Collected data entries
---*---
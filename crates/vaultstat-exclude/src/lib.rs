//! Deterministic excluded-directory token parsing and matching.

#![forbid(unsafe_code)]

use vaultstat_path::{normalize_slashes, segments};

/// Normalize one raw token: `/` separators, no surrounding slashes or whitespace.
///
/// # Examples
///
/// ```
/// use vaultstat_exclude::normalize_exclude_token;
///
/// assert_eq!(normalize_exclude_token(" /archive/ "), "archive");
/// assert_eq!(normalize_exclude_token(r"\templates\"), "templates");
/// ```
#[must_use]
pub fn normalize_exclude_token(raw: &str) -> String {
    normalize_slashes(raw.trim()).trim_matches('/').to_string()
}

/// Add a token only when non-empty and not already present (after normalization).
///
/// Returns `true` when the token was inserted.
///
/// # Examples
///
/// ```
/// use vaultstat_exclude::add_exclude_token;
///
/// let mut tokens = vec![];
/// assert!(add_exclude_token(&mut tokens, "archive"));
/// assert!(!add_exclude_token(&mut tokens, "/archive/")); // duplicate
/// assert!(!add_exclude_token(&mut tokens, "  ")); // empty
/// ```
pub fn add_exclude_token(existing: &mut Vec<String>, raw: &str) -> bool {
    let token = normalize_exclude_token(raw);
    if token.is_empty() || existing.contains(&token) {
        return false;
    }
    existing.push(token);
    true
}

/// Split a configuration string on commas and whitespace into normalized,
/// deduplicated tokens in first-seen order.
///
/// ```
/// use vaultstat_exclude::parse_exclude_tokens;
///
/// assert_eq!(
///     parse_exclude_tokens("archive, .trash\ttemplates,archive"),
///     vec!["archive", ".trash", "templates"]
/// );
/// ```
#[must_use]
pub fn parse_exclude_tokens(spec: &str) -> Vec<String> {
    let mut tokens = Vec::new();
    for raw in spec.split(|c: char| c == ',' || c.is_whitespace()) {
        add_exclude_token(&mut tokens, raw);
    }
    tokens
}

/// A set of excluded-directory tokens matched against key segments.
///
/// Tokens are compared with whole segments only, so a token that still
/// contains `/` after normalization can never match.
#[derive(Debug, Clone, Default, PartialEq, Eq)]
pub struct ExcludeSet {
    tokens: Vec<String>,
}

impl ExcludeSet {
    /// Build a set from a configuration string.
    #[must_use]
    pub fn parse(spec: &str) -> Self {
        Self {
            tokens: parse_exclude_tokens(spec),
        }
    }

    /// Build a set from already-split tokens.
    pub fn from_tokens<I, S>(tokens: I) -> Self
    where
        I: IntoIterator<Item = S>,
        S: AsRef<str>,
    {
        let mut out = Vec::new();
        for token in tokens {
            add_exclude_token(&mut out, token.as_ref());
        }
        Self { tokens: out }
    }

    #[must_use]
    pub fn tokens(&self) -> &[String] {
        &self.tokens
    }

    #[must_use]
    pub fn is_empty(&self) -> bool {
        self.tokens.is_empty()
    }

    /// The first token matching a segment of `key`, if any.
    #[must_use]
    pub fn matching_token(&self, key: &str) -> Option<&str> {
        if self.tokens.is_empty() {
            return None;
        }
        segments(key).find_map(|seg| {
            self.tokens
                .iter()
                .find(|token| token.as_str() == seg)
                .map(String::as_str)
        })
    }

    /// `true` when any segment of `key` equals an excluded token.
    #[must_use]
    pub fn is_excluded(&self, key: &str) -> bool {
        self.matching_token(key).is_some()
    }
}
---*---
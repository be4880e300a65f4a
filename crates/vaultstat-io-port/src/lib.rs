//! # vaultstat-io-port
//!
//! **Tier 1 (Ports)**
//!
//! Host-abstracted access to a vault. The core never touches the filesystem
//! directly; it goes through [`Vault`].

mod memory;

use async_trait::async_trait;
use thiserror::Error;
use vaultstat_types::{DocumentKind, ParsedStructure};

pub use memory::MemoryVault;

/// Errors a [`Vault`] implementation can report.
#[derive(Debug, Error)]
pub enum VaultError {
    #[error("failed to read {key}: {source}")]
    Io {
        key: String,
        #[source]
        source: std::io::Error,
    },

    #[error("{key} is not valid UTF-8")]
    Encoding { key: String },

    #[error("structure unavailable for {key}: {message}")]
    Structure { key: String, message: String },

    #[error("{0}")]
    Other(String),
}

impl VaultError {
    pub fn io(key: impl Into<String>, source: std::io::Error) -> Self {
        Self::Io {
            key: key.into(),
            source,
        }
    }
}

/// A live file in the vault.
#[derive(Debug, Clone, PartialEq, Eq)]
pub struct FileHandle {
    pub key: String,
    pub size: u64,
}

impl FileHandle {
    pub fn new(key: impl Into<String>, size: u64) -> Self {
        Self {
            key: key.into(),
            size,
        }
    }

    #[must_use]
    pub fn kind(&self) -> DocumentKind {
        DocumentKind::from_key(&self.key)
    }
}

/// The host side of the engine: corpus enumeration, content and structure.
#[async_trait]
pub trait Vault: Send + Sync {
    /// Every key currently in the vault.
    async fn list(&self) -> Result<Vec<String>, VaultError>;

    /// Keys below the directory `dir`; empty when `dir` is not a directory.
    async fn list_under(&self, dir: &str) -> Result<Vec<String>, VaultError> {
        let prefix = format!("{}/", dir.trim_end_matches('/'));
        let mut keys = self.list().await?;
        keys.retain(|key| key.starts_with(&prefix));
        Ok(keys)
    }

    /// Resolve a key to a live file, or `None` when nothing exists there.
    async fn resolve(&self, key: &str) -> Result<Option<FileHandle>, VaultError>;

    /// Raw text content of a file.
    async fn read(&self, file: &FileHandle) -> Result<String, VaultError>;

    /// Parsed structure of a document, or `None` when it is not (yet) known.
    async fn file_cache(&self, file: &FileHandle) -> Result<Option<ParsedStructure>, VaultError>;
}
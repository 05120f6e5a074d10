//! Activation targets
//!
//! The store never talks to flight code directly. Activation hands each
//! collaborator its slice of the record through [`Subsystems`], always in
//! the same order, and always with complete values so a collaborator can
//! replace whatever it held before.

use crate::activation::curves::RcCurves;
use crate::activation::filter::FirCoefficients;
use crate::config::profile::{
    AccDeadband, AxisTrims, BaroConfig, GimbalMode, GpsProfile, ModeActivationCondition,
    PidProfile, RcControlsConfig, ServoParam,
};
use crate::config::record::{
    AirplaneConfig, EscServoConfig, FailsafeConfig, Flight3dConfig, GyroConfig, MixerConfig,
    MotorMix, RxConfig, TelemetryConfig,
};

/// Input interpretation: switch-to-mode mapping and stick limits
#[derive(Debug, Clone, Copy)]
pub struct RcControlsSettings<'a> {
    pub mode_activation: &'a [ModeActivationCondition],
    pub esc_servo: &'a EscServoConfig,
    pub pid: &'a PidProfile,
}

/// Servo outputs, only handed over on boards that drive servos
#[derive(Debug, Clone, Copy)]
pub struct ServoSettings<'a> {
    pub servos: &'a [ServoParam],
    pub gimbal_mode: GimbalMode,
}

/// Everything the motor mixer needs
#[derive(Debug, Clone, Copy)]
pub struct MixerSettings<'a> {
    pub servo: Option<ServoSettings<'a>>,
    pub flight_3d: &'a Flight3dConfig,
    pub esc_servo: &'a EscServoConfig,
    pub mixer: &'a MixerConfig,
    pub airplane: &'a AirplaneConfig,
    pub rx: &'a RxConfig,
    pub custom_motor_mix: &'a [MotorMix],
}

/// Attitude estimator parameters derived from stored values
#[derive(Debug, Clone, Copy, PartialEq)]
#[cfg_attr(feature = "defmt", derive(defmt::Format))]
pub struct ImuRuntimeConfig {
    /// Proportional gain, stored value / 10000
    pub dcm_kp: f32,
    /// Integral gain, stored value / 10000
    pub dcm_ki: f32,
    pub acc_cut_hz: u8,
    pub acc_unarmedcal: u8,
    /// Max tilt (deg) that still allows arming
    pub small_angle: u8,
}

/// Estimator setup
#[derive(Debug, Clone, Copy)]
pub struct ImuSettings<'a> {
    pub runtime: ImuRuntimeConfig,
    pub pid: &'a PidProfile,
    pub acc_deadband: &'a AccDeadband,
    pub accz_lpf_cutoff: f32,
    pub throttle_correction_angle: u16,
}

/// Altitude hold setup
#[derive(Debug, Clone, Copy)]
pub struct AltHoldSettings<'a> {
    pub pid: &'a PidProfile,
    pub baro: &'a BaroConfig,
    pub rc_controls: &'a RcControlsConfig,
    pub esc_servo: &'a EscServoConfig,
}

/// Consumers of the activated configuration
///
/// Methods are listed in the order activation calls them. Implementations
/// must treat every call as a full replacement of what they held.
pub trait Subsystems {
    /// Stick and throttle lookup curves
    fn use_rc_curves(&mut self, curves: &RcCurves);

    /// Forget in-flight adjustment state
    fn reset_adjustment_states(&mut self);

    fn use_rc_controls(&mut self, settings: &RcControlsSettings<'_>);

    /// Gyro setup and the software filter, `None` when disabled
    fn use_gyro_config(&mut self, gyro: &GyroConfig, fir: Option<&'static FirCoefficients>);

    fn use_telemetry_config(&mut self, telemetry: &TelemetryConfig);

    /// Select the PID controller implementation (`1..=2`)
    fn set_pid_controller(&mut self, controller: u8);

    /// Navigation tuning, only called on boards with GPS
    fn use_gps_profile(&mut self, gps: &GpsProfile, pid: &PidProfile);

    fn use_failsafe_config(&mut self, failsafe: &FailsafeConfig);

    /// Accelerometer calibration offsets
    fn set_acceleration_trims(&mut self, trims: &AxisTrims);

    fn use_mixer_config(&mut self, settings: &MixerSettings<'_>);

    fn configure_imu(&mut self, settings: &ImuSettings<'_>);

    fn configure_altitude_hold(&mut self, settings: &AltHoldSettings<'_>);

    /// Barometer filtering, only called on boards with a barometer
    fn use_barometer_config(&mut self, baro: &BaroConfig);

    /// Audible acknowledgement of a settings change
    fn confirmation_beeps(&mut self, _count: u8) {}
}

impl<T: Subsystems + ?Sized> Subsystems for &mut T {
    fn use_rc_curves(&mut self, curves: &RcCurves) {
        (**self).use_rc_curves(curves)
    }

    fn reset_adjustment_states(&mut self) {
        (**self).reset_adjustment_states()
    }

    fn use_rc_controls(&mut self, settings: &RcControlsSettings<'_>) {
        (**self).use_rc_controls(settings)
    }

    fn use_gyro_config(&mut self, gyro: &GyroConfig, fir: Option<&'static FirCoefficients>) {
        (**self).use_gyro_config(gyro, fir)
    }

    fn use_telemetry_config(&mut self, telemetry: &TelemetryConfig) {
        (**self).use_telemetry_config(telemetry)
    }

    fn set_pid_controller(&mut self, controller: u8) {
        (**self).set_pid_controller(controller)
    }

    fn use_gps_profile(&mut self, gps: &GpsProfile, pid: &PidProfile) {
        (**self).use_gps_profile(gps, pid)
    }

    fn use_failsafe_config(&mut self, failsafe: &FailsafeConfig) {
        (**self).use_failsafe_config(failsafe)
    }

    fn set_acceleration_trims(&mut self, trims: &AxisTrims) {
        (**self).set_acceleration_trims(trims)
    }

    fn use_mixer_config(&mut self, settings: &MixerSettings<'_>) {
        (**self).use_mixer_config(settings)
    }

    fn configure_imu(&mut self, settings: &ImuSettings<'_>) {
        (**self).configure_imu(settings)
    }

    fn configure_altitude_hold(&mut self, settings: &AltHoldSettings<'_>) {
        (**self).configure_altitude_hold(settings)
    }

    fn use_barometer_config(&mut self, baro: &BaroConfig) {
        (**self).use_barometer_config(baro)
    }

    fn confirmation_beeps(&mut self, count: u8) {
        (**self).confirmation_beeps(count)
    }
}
---*---
● **WHAT YOU WILL DO**
Lines from the records above that hold "true" are the ones to list.

● **SOLUTION TO THIS EXERCISE**
/// Returns `true` when the token was inserted.
    true
    /// `true` when any segment of `key` equals an excluded token.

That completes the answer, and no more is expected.